◆ Problem details ◆
Your answer should be every line of the records that contains the word "info", copied as it stands.

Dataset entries
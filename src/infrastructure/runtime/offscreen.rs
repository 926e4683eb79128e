//! In-Process Host Runtime - 在当前进程内托管 Host 上下文
//!
//! 每个 Host 上下文是一个运行 HostBridge 的 tokio 任务，
//! 同一时刻最多存在一个；任务结束（或被关闭）后视为不存在

use async_trait::async_trait;
use std::sync::atomic::{AtomicUsize, Ordering};
use std::sync::{Arc, Mutex, MutexGuard};
use tokio::task::JoinHandle;
use tokio_util::sync::CancellationToken;
use uuid::Uuid;

use crate::application::ports::{HostError, HostRuntimePort, MessageBusPort, WorkerSpawnerPort};
use crate::application::HostBridge;

struct HostContext {
    id: Uuid,
    document: String,
    shutdown: CancellationToken,
    task: JoinHandle<()>,
}

impl HostContext {
    fn is_alive(&self) -> bool {
        !self.task.is_finished()
    }
}

pub struct InProcessHostRuntime {
    bus: Arc<dyn MessageBusPort>,
    spawner: Arc<dyn WorkerSpawnerPort>,
    context: Mutex<Option<HostContext>>,
    creations: AtomicUsize,
}

impl InProcessHostRuntime {
    pub fn new(bus: Arc<dyn MessageBusPort>, spawner: Arc<dyn WorkerSpawnerPort>) -> Self {
        Self {
            bus,
            spawner,
            context: Mutex::new(None),
            creations: AtomicUsize::new(0),
        }
    }

    /// 已创建过的 Host 数量
    pub fn creation_count(&self) -> usize {
        self.creations.load(Ordering::SeqCst)
    }

    /// 关闭当前 Host，等待其退出；没有 Host 时返回 false
    pub async fn close_host(&self) -> bool {
        let context = self.lock().take();
        let Some(context) = context else {
            return false;
        };

        tracing::info!(host_id = %context.id, document = %context.document, "Closing host context");
        context.shutdown.cancel();
        if let Err(e) = context.task.await {
            tracing::warn!(host_id = %context.id, error = %e, "Host task ended abnormally");
        }
        true
    }

    fn lock(&self) -> MutexGuard<'_, Option<HostContext>> {
        self.context
            .lock()
            .unwrap_or_else(|poisoned| poisoned.into_inner())
    }
}

#[async_trait]
impl HostRuntimePort for InProcessHostRuntime {
    async fn has_host(&self, document: &str) -> bool {
        self.lock()
            .as_ref()
            .is_some_and(|context| context.document == document && context.is_alive())
    }

    async fn create_host(&self, document: &str) -> Result<(), HostError> {
        let runtime = tokio::runtime::Handle::try_current()
            .map_err(|e| HostError::CreationFailed(e.to_string()))?;

        let mut guard = self.lock();
        if let Some(existing) = guard.as_ref().filter(|context| context.is_alive()) {
            return Err(HostError::AlreadyExists(existing.document.clone()));
        }

        // 先订阅再启动，创建返回后发布的消息都能被 Host 收到
        let subscription = self.bus.subscribe();
        let bridge = HostBridge::new(self.bus.clone(), self.spawner.clone());
        let shutdown = CancellationToken::new();
        let task = runtime.spawn(bridge.run(subscription, shutdown.clone()));

        let id = Uuid::new_v4();
        self.creations.fetch_add(1, Ordering::SeqCst);
        tracing::debug!(host_id = %id, document = %document, "Host context spawned");

        *guard = Some(HostContext {
            id,
            document: document.to_string(),
            shutdown,
            task,
        });
        Ok(())
    }
}
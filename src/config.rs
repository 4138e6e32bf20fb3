//! Configuration System
//!
//! Handles loading configuration from files and environment variables.
//! Supports TOML config files and `CHRONOQUERY_*` environment overrides.

use serde::Deserialize;
use std::path::{Path, PathBuf};
use std::time::Duration;

use crate::api::ApiConfig;
use crate::client::{BackendSettings, DEFAULT_DATABASE, DEFAULT_MAX_CONCURRENCY, DEFAULT_TIMEOUT};

/// Main configuration structure
#[derive(Debug, Clone, Default, PartialEq, Deserialize)]
pub struct Config {
    #[serde(default)]
    pub backend: BackendConfig,

    #[serde(default)]
    pub api: ApiConfig,

    #[serde(default)]
    pub logging: LoggingConfig,
}

/// Backend datasource configuration
#[derive(Debug, Clone, PartialEq, Deserialize)]
pub struct BackendConfig {
    #[serde(default = "default_url")]
    pub url: String,

    /// Bearer token, required
    #[serde(default)]
    pub api_key: String,

    #[serde(default = "default_database")]
    pub database: String,

    #[serde(default = "default_timeout_secs")]
    pub timeout_secs: u64,

    /// Request the Arrow IPC endpoint instead of JSON
    #[serde(default = "default_true")]
    pub use_arrow: bool,

    #[serde(default = "default_split_duration")]
    pub split_duration: String,

    #[serde(default = "default_max_concurrency")]
    pub max_concurrency: usize,

    /// Treat second-valued timestamps labelled as microseconds as seconds
    #[serde(default = "default_true")]
    pub correct_timestamp_units: bool,
}

fn default_url() -> String {
    "http://localhost:8000".to_string()
}

fn default_database() -> String {
    DEFAULT_DATABASE.to_string()
}

fn default_timeout_secs() -> u64 {
    DEFAULT_TIMEOUT.as_secs()
}

fn default_true() -> bool {
    true
}

fn default_split_duration() -> String {
    "auto".to_string()
}

fn default_max_concurrency() -> usize {
    DEFAULT_MAX_CONCURRENCY
}

impl Default for BackendConfig {
    fn default() -> Self {
        Self {
            url: default_url(),
            api_key: String::new(),
            database: default_database(),
            timeout_secs: default_timeout_secs(),
            use_arrow: true,
            split_duration: default_split_duration(),
            max_concurrency: default_max_concurrency(),
            correct_timestamp_units: true,
        }
    }
}

impl BackendConfig {
    /// Settings value the client and executor run with
    pub fn to_settings(&self) -> BackendSettings {
        BackendSettings::new(&self.url, &self.api_key)
            .database(&self.database)
            .timeout(Duration::from_secs(self.timeout_secs))
            .use_arrow(self.use_arrow)
            .split_duration(&self.split_duration)
            .max_concurrency(self.max_concurrency)
            .correct_timestamp_units(self.correct_timestamp_units)
    }
}

/// Logging configuration
#[derive(Debug, Clone, PartialEq, Deserialize)]
pub struct LoggingConfig {
    #[serde(default = "default_log_level")]
    pub level: String,

    /// `pretty` or `json`
    #[serde(default = "default_log_format")]
    pub format: String,
}

fn default_log_level() -> String {
    "info".to_string()
}

fn default_log_format() -> String {
    "pretty".to_string()
}

impl Default for LoggingConfig {
    fn default() -> Self {
        Self {
            level: default_log_level(),
            format: default_log_format(),
        }
    }
}

impl Config {
    /// Load configuration from a file
    pub fn load(path: &Path) -> Result<Self, ConfigError> {
        let content = std::fs::read_to_string(path).map_err(|e| ConfigError::Io {
            path: path.to_path_buf(),
            error: e.to_string(),
        })?;

        let config: Config = toml::from_str(&content).map_err(|e| ConfigError::Parse {
            path: path.to_path_buf(),
            error: e.to_string(),
        })?;

        Ok(config)
    }

    /// Load configuration from environment variables only
    pub fn from_env() -> Self {
        let mut config = Config::default();
        config.apply_env_overrides();
        config
    }

    /// Load configuration with environment variable overrides
    pub fn load_with_env(path: &Path) -> Result<Self, ConfigError> {
        let mut config = Self::load(path)?;
        config.apply_env_overrides();
        Ok(config)
    }

    /// Load from default locations or environment
    pub fn load_default() -> Self {
        for path in default_paths() {
            if path.exists() {
                match Self::load_with_env(&path) {
                    Ok(config) => {
                        tracing::info!("Loaded config from {:?}", path);
                        return config;
                    }
                    Err(e) => {
                        tracing::warn!("Failed to load config from {:?}: {}", path, e);
                    }
                }
            }
        }

        tracing::info!("Using default config with environment overrides");
        Self::from_env()
    }

    /// Apply `CHRONOQUERY_*` environment variable overrides
    pub fn apply_env_overrides(&mut self) {
        self.apply_overrides(|key| std::env::var(key).ok());
    }

    /// Apply overrides from any key lookup. Values that fail to parse are
    /// ignored with a warning.
    fn apply_overrides(&mut self, lookup: impl Fn(&str) -> Option<String>) {
        fn parsed<T: std::str::FromStr>(
            lookup: &impl Fn(&str) -> Option<String>,
            key: &str,
        ) -> Option<T> {
            let value = lookup(key)?;
            let parsed = value.parse().ok();
            if parsed.is_none() {
                tracing::warn!(key, value = %value, "Ignoring invalid environment override");
            }
            parsed
        }

        // Backend overrides
        if let Some(url) = lookup("CHRONOQUERY_URL") {
            self.backend.url = url;
        }
        if let Some(api_key) = lookup("CHRONOQUERY_API_KEY") {
            self.backend.api_key = api_key;
        }
        if let Some(database) = lookup("CHRONOQUERY_DATABASE") {
            self.backend.database = database;
        }
        if let Some(v) = parsed(&lookup, "CHRONOQUERY_TIMEOUT_SECS") {
            self.backend.timeout_secs = v;
        }
        if let Some(v) = parsed(&lookup, "CHRONOQUERY_USE_ARROW") {
            self.backend.use_arrow = v;
        }
        if let Some(split) = lookup("CHRONOQUERY_SPLIT_DURATION") {
            self.backend.split_duration = split;
        }
        if let Some(v) = parsed(&lookup, "CHRONOQUERY_MAX_CONCURRENCY") {
            self.backend.max_concurrency = v;
        }
        if let Some(v) = parsed(&lookup, "CHRONOQUERY_CORRECT_TIMESTAMP_UNITS") {
            self.backend.correct_timestamp_units = v;
        }

        // API overrides
        if let Some(host) = lookup("CHRONOQUERY_API_HOST") {
            self.api.host = host;
        }
        if let Some(port) = parsed(&lookup, "CHRONOQUERY_API_PORT") {
            self.api.port = port;
        }

        // Logging overrides
        if let Some(level) = lookup("CHRONOQUERY_LOG_LEVEL") {
            self.logging.level = level;
        }
        if let Some(format) = lookup("CHRONOQUERY_LOG_FORMAT") {
            self.logging.format = format;
        }
    }
}

/// Config file locations, in search order
pub fn default_paths() -> Vec<PathBuf> {
    [
        dirs::config_dir().map(|p| p.join("chronoquery").join("config.toml")),
        Some(PathBuf::from("/etc/chronoquery/config.toml")),
        Some(PathBuf::from("./config.toml")),
    ]
    .into_iter()
    .flatten()
    .collect()
}

/// Configuration errors
#[derive(Debug, thiserror::Error)]
pub enum ConfigError {
    #[error("Failed to read config file {path:?}: {error}")]
    Io { path: PathBuf, error: String },

    #[error("Failed to parse config file {path:?}: {error}")]
    Parse { path: PathBuf, error: String },
}

/// Generate a default config file content
pub fn generate_default_config() -> String {
    r#"# Chronoquery Configuration
#
# Environment variables override these settings:
# - CHRONOQUERY_URL, CHRONOQUERY_API_KEY, CHRONOQUERY_DATABASE
# - CHRONOQUERY_TIMEOUT_SECS, CHRONOQUERY_USE_ARROW
# - CHRONOQUERY_SPLIT_DURATION, CHRONOQUERY_MAX_CONCURRENCY
# - CHRONOQUERY_CORRECT_TIMESTAMP_UNITS
# - CHRONOQUERY_API_HOST, CHRONOQUERY_API_PORT
# - CHRONOQUERY_LOG_LEVEL, CHRONOQUERY_LOG_FORMAT

[backend]
# Base URL of the query service
url = "http://localhost:8000"

# Bearer token (required)
api_key = ""

# Database sent with every query unless the query overrides it
database = "default"

# Per-request timeout in seconds
timeout_secs = 30

# Use the Arrow IPC endpoint (false: JSON)
use_arrow = true

# Query splitting: auto, off, 1h, 6h, 12h, 1d, 3d, 7d
split_duration = "auto"

# Maximum chunks in flight per query
max_concurrency = 4

# Read microsecond timestamps that look like seconds as seconds
correct_timestamp_units = true

[api]
# API server host
host = "127.0.0.1"

# API server port
port = 8090

# Maximum request body size (bytes)
max_body_size = 1048576

[logging]
# Log level: trace, debug, info, warn, error
level = "info"

# Log format: pretty (for development) or json (for production)
format = "pretty"
"#
    .to_string()
}

#[cfg(test)]
mod tests {
    use super::*;
    use std::collections::HashMap;
    use std::io::Write;

    #[test]
    fn test_default_config_round_trips() {
        let config: Config = toml::from_str(&generate_default_config()).unwrap();
        assert_eq!(config, Config::default());
    }

    #[test]
    fn test_load_partial_file() {
        let mut file = tempfile::NamedTempFile::new().unwrap();
        writeln!(
            file,
            r#"
[backend]
url = "https://arc.example.com"
api_key = "secret"
split_duration = "6h"
max_concurrency = 8

[logging]
format = "json"
"#
        )
        .unwrap();

        let config = Config::load(file.path()).unwrap();
        assert_eq!(config.backend.url, "https://arc.example.com");
        assert_eq!(config.backend.database, "default");
        assert_eq!(config.backend.timeout_secs, 30);
        assert_eq!(config.api.port, 8090);
        assert_eq!(config.logging.format, "json");
        assert_eq!(config.logging.level, "info");

        let settings = config.backend.to_settings();
        assert_eq!(settings.api_key, "secret");
        assert_eq!(settings.split_duration, "6h");
        assert_eq!(settings.max_concurrency, 8);
        assert_eq!(settings.timeout, Duration::from_secs(30));
        assert!(settings.validate().is_ok());
    }

    #[test]
    fn test_load_errors() {
        let err = Config::load(Path::new("/nonexistent/chronoquery.toml")).unwrap_err();
        assert!(matches!(err, ConfigError::Io { .. }));

        let mut file = tempfile::NamedTempFile::new().unwrap();
        writeln!(file, "[backend\nurl = ").unwrap();
        let err = Config::load(file.path()).unwrap_err();
        assert!(matches!(err, ConfigError::Parse { .. }));
    }

    #[test]
    fn test_env_overrides() {
        let env: HashMap<&str, &str> = [
            ("CHRONOQUERY_API_KEY", "from-env"),
            ("CHRONOQUERY_DATABASE", "logs"),
            ("CHRONOQUERY_TIMEOUT_SECS", "120"),
            ("CHRONOQUERY_USE_ARROW", "false"),
            ("CHRONOQUERY_MAX_CONCURRENCY", "lots"),
            ("CHRONOQUERY_API_PORT", "9000"),
            ("CHRONOQUERY_LOG_LEVEL", "debug"),
        ]
        .into_iter()
        .collect();

        let mut config = Config::default();
        config.apply_overrides(|key| env.get(key).map(|v| v.to_string()));

        assert_eq!(config.backend.api_key, "from-env");
        assert_eq!(config.backend.database, "logs");
        assert_eq!(config.backend.timeout_secs, 120);
        assert!(!config.backend.use_arrow);
        // Unparseable values leave the default in place
        assert_eq!(config.backend.max_concurrency, DEFAULT_MAX_CONCURRENCY);
        assert_eq!(config.api.port, 9000);
        assert_eq!(config.logging.level, "debug");
    }

    #[test]
    fn test_missing_api_key_fails_validation() {
        let settings = Config::default().backend.to_settings();
        assert!(settings.validate().is_err());
    }
}
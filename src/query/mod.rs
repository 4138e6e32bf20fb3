//! Query Engine
//!
//! Turns a host query into one or more backend statements and a single
//! prepared frame:
//!
//! - **Model**: `QuerySpec`, result format and split setting
//! - **Macros**: `$__timeFilter`, `$__timeFrom`, `$__timeTo`, `$__interval`, `$__timeGroup`
//! - **Split**: epoch-aligned chunking of long ranges
//! - **Eligibility**: textual checks that keep unsafe queries whole
//! - **Scheduler**: bounded concurrent chunk execution
//! - **Plan / Executor**: the end-to-end pipeline
//!
//! # Example
//!
//! ```rust,ignore
//! use chrono::{Duration, Utc};
//! use chronoquery::query::{QueryExecutor, QuerySpec};
//!
//! let executor = QueryExecutor::new(Arc::new(BackendClient::new()?));
//! let spec = QuerySpec::new("A", "SELECT time, value FROM cpu WHERE $__timeFilter(time)");
//! let to = Utc::now();
//! let range = TimeRange::try_new(to - Duration::days(7), to).ok_or("invalid range")?;
//! let frames = executor
//!     .execute(&settings, &spec, range, &CancellationToken::new())
//!     .await?;
//! ```

mod eligibility;
mod error;
mod executor;
mod macros;
mod model;
mod plan;
mod scheduler;
mod split;

pub use eligibility::{
    contains_aggregation_without_time_group, contains_limit, contains_union, split_blockers,
    uses_time_macros, SplitBlocker,
};
pub use error::{QueryError, QueryResult};
pub use executor::{
    prepare_frame, DataQuery, DataResponse, HealthCheck, HealthStatus, QueryExecutor,
    HEALTH_CHECK_SQL,
};
pub use macros::{expand_macros, expand_macros_for_chunk, interval_for, interval_seconds};
pub use model::{QueryFormat, QuerySpec, SplitSetting};
pub use plan::{optimize_time_series_query, QueryPlan};
pub use scheduler::execute_chunks;
pub use split::{auto_chunk_size, chunk_size, split_duration, split_time_range, ChunkPlan};
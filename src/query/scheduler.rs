//! Chunk Scheduler
//!
//! Runs one task per chunk on the tokio runtime with a semaphore bounding how
//! many backend calls are live at once:
//!
//! ```text
//! chunk 0 ─┐                      ┌─ slot 0
//! chunk 1 ─┼─ spawn → permit → run ┼─ slot 1   → scan in order, first error wins
//! chunk 2 ─┘                      └─ slot 2
//! ```
//!
//! Each task owns its own result slot (its `JoinHandle`), so completion order
//! never affects result order. A panicking chunk is caught by the runtime and
//! surfaces as that chunk's error.

use std::any::Any;
use std::future::Future;
use std::sync::Arc;

use tokio::sync::Semaphore;
use tokio_util::sync::CancellationToken;

use super::error::{QueryError, QueryResult};
use crate::frame::{Frame, TimeRange};

/// Text of a panic payload
fn panic_message(payload: Box<dyn Any + Send>) -> String {
    if let Some(s) = payload.downcast_ref::<&str>() {
        (*s).to_string()
    } else if let Some(s) = payload.downcast_ref::<String>() {
        s.clone()
    } else {
        "unknown panic".to_string()
    }
}

/// Run `run(chunk)` for every chunk with at most `max_concurrency` running.
///
/// Waits for every chunk (or cancellation) before returning. On success the
/// frames are in chunk order; otherwise the error of the earliest failing
/// chunk is returned, tagged with that chunk's range.
pub async fn execute_chunks<F, Fut>(
    chunks: &[TimeRange],
    max_concurrency: usize,
    cancel: &CancellationToken,
    run: F,
) -> QueryResult<Vec<Frame>>
where
    F: Fn(TimeRange) -> Fut,
    Fut: Future<Output = QueryResult<Frame>> + Send + 'static,
{
    let semaphore = Arc::new(Semaphore::new(max_concurrency.max(1)));

    let handles: Vec<_> = chunks
        .iter()
        .map(|chunk| {
            let semaphore = Arc::clone(&semaphore);
            let cancel = cancel.clone();
            let task = run(*chunk);

            tokio::spawn(async move {
                let _permit = tokio::select! {
                    biased;
                    _ = cancel.cancelled() => return Err(QueryError::Cancelled),
                    permit = semaphore.acquire_owned() => {
                        permit.map_err(|_| QueryError::Cancelled)?
                    }
                };
                task.await
            })
        })
        .collect();

    let mut slots = Vec::with_capacity(handles.len());
    for (handle, chunk) in handles.into_iter().zip(chunks) {
        let result = match handle.await {
            Ok(result) => result,
            Err(e) if e.is_panic() => {
                let message = panic_message(e.into_panic());
                tracing::error!(chunk = %chunk, panic = %message, "Chunk task panicked");
                Err(QueryError::Panic(message))
            }
            Err(_) => Err(QueryError::Cancelled),
        };
        slots.push(result.map_err(|e| QueryError::in_chunk(*chunk, e)));
    }

    slots.into_iter().collect()
}

#[cfg(test)]
mod tests {
    use super::*;
    use crate::client::ClientError;
    use crate::frame::{Column, ColumnData};
    use std::sync::atomic::{AtomicUsize, Ordering};
    use std::time::Duration;

    fn hours(n: usize) -> Vec<TimeRange> {
        let base = 1_771_372_800_000; // 2026-02-18T00:00:00Z
        (0..n as i64)
            .map(|i| TimeRange::from_millis(base + i * 3_600_000, base + (i + 1) * 3_600_000).unwrap())
            .collect()
    }

    fn frame_for(chunk: TimeRange) -> Frame {
        Frame::with_columns(
            "",
            vec![Column::from_data(
                "time",
                ColumnData::Timestamp(vec![Some(chunk.from.timestamp_millis())]),
            )],
        )
    }

    #[tokio::test]
    async fn test_results_in_chunk_order() {
        let chunks = hours(6);
        let frames = execute_chunks(&chunks, 4, &CancellationToken::new(), |chunk| async move {
            // Later chunks finish first
            let delay = 60 - (chunk.from.timestamp_millis() / 3_600_000 % 24) * 10;
            tokio::time::sleep(Duration::from_millis(delay as u64)).await;
            Ok(frame_for(chunk))
        })
        .await
        .unwrap();

        let starts: Vec<_> = frames
            .iter()
            .map(|f| f.columns[0].data.timestamps().unwrap()[0].unwrap())
            .collect();
        let expected: Vec<_> = chunks.iter().map(|c| c.from.timestamp_millis()).collect();
        assert_eq!(starts, expected);
    }

    #[tokio::test]
    async fn test_concurrency_is_bounded() {
        let live = Arc::new(AtomicUsize::new(0));
        let peak = Arc::new(AtomicUsize::new(0));

        let chunks = hours(10);
        execute_chunks(&chunks, 3, &CancellationToken::new(), |chunk| {
            let live = Arc::clone(&live);
            let peak = Arc::clone(&peak);
            async move {
                let now = live.fetch_add(1, Ordering::SeqCst) + 1;
                peak.fetch_max(now, Ordering::SeqCst);
                tokio::time::sleep(Duration::from_millis(20)).await;
                live.fetch_sub(1, Ordering::SeqCst);
                Ok(frame_for(chunk))
            }
        })
        .await
        .unwrap();

        assert!(peak.load(Ordering::SeqCst) <= 3);
        assert!(peak.load(Ordering::SeqCst) >= 1);
    }

    #[tokio::test]
    async fn test_first_error_in_chunk_order_wins() {
        let chunks = hours(4);
        let second = chunks[1];
        let third = chunks[2];

        let err = execute_chunks(&chunks, 4, &CancellationToken::new(), move |chunk| async move {
            if chunk == third {
                return Err(QueryError::Client(ClientError::EmptyBackendError { status: 500 }));
            }
            if chunk == second {
                // Fails last in time, but first in order
                tokio::time::sleep(Duration::from_millis(50)).await;
                return Err(QueryError::Client(ClientError::EmptyBackendError { status: 502 }));
            }
            Ok(frame_for(chunk))
        })
        .await
        .unwrap_err();

        assert_eq!(
            err.to_string(),
            "[chunk 2026-02-18 01:00 to 2026-02-18 02:00] Backend returned HTTP 502 with no error message"
        );
    }

    #[tokio::test]
    async fn test_panic_becomes_chunk_error() {
        let chunks = hours(3);
        let bad = chunks[1];

        let err = execute_chunks(&chunks, 2, &CancellationToken::new(), move |chunk| async move {
            if chunk == bad {
                panic!("index out of bounds");
            }
            Ok(frame_for(chunk))
        })
        .await
        .unwrap_err();

        assert_eq!(
            err.to_string(),
            "[chunk 2026-02-18 01:00 to 2026-02-18 02:00] panic: index out of bounds"
        );
    }

    #[tokio::test]
    async fn test_cancel_while_waiting_for_permit() {
        let cancel = CancellationToken::new();
        let started = Arc::new(AtomicUsize::new(0));

        let trigger = cancel.clone();
        tokio::spawn(async move {
            tokio::time::sleep(Duration::from_millis(20)).await;
            trigger.cancel();
        });

        let chunks = hours(4);
        let counter = Arc::clone(&started);
        let err = execute_chunks(&chunks, 1, &cancel, move |chunk| {
            let counter = Arc::clone(&counter);
            async move {
                counter.fetch_add(1, Ordering::SeqCst);
                tokio::time::sleep(Duration::from_millis(200)).await;
                Ok(frame_for(chunk))
            }
        })
        .await
        .unwrap_err();

        assert!(err.is_cancelled());
        // Chunks queued behind the permit never started
        assert_eq!(started.load(Ordering::SeqCst), 1);
        assert!(err.to_string().starts_with("[chunk 2026-02-18 01:00 to 2026-02-18 02:00]"));
    }

    #[tokio::test]
    async fn test_empty_plan() {
        let frames = execute_chunks(&[], 4, &CancellationToken::new(), |chunk| async move {
            Ok(frame_for(chunk))
        })
        .await
        .unwrap();
        assert!(frames.is_empty());
    }
}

◆ Answer to this task ◆
        tracing::info!(host_id = %context.id, document = %context.document, "Closing host context");
    "info".to_string()
                        tracing::info!("Loaded config from {:?}", path);
        tracing::info!("Using default config with environment overrides");
# Log level: trace, debug, info, warn, error
level = "info"
        assert_eq!(config.logging.level, "info");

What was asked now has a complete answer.